Physics-informed machine learning emerges as a transformative approach, bridging the gap between the high fidelity of mechanistic models and the adaptive, data-driven insights afforded by artificial intelligence and machine learning. In the realm of chemical reaction network modeling, this synergy is particularly valuable. It offers a solution to the prohibitive computational costs associated with detailed mechanistic models, while also capitalizing on the predictive power and flexibility of machine learning algorithms. This study exemplifies this innovative fusion by applying it to the critical biomedical challenge of A$\beta$ fibril aggregation, shedding light on the mechanisms underlying Alzheimer's disease. A cornerstone of this research is the introduction of an automatic reaction order model reduction framework, tailored to optimize the scale of reduced order kinetic models. This framework is not merely a technical enhancement; it represents a paradigm shift in how models are constructed and refined.
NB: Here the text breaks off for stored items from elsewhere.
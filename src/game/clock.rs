use std::time::{Duration, Instant};

use crate::error::TimeControlError;
use crate::models::{ClockSnapshot, Side};

pub const MAX_START_MINUTES: u64 = 24 * 60;
pub const MAX_INCREMENT_SECONDS: u64 = 10 * 60;

/// Starting time per side plus the increment added after each move
#[derive(Debug, Clone, Copy, PartialEq, Eq)]
pub struct TimeControl {
    pub initial: Duration,
    pub increment: Duration,
}

impl TimeControl {
    /// `None` (untimed) unless a positive start time is given.
    /// Values above `MAX_START_MINUTES` or `MAX_INCREMENT_SECONDS` are refused.
    pub fn from_minutes(
        start_minutes: Option<u64>,
        increment_seconds: Option<u64>,
    ) -> Result<Option<Self>, TimeControlError> {
        let increment = increment_seconds.unwrap_or(0);
        if increment > MAX_INCREMENT_SECONDS {
            return Err(TimeControlError::IncrementTooLong(increment));
        }
        match start_minutes {
            Some(minutes) if minutes > MAX_START_MINUTES => Err(TimeControlError::StartTooLong(minutes)),
            Some(minutes) if minutes > 0 => {
                let secs = minutes
                    .checked_mul(60)
                    .ok_or(TimeControlError::StartTooLong(minutes))?;
                Ok(Some(Self {
                    initial: Duration::from_secs(secs),
                    increment: Duration::from_secs(increment),
                }))
            }
            _ => Ok(None),
        }
    }
}

/// Chess clock for one match.
///
/// Only the side to move is charged; `press` stops its clock, adds the
/// increment and starts the opponent's.
#[derive(Debug, Clone)]
pub struct MatchClock {
    control: TimeControl,
    white_remaining: Duration,
    black_remaining: Duration,
    running: Option<(Side, Instant)>,
}

impl MatchClock {
    pub fn new(control: TimeControl) -> Self {
        Self {
            control,
            white_remaining: control.initial,
            black_remaining: control.initial,
            running: None,
        }
    }

    pub fn control(&self) -> TimeControl {
        self.control
    }

    /// Resets both clocks and starts `side`'s
    pub fn start(&mut self, side: Side, now: Instant) {
        self.white_remaining = self.control.initial;
        self.black_remaining = self.control.initial;
        self.running = Some((side, now));
    }

    pub fn stop(&mut self, now: Instant) {
        if let Some((side, since)) = self.running.take() {
            self.charge(side, now.saturating_duration_since(since));
        }
    }

    /// Ends `mover`'s turn. Returns `Err(mover)` if its flag had already fallen.
    pub fn press(&mut self, mover: Side, now: Instant) -> Result<(), Side> {
        if let Some((side, since)) = self.running {
            if side == mover {
                self.charge(side, now.saturating_duration_since(since));
                if self.remaining_stored(side).is_zero() {
                    self.running = None;
                    return Err(side);
                }
                let incremented = self.remaining_stored(side).saturating_add(self.control.increment);
                self.set_remaining(side, incremented);
            }
        }
        self.running = Some((mover.opponent(), now));
        Ok(())
    }

    pub fn remaining(&self, side: Side, now: Instant) -> Duration {
        let stored = self.remaining_stored(side);
        match self.running {
            Some((running, since)) if running == side => {
                stored.saturating_sub(now.saturating_duration_since(since))
            }
            _ => stored,
        }
    }

    /// The side whose flag has fallen, if any
    pub fn expired(&self, now: Instant) -> Option<Side> {
        let (side, _) = self.running?;
        self.remaining(side, now).is_zero().then_some(side)
    }

    pub fn snapshot(&self, now: Instant) -> ClockSnapshot {
        ClockSnapshot {
            white_time_ms: millis(self.remaining(Side::White, now)),
            black_time_ms: millis(self.remaining(Side::Black, now)),
            increment_ms: millis(self.control.increment),
            active: self.running.map(|(side, _)| side),
        }
    }

    fn remaining_stored(&self, side: Side) -> Duration {
        match side {
            Side::White => self.white_remaining,
            Side::Black => self.black_remaining,
        }
    }

    fn set_remaining(&mut self, side: Side, value: Duration) {
        match side {
            Side::White => self.white_remaining = value,
            Side::Black => self.black_remaining = value,
        }
    }

    fn charge(&mut self, side: Side, elapsed: Duration) {
        let left = self.remaining_stored(side).saturating_sub(elapsed);
        self.set_remaining(side, left);
    }
}

/// Whole milliseconds, saturating at `u64::MAX`
pub fn millis(duration: Duration) -> u64 {
    u64::try_from(duration.as_millis()).unwrap_or(u64::MAX)
}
By automatically determining the most appropriate level of detail for modeling reaction networks, our proposed approach significantly enhances the efficiency and accuracy of simulations. This is particularly crucial for systems like A$\beta$ aggregation, where the precise characterization of nucleation and growth kinetics can provide insights into potential therapeutic targets. The potential generalizability of this automatic model reduction technique to other network models is a key highlight of this study. The methodology developed here has far-reaching implications, offering a scalable and adaptable tool for a wide range of applications beyond biomedical research. The ability to dynamically adjust model complexity in response to the specific demands of the system under study is a powerful asset. This flexibility ensures that the models remain both computationally feasible and scientifically relevant, capable of accommodating new data and evolving understandings of complex phenomena.

The training data for each of the eight amyloid-B binning models is found inside the "binning_trials" folder, inside of which are the results and statistics for each of the PINN models located in their respective folders inside the "models" folder. Eight Jupyter notebooks contain scripts that create and train PINNs for each binning structure. the "abeta.ipynb" notebook serves as the blueprint code, using the 6-species model to train a PINN. The PINN building and training tools are used from the DeepXDE python library, a modified version of which can be found in the "deepxdeAbeta" folder.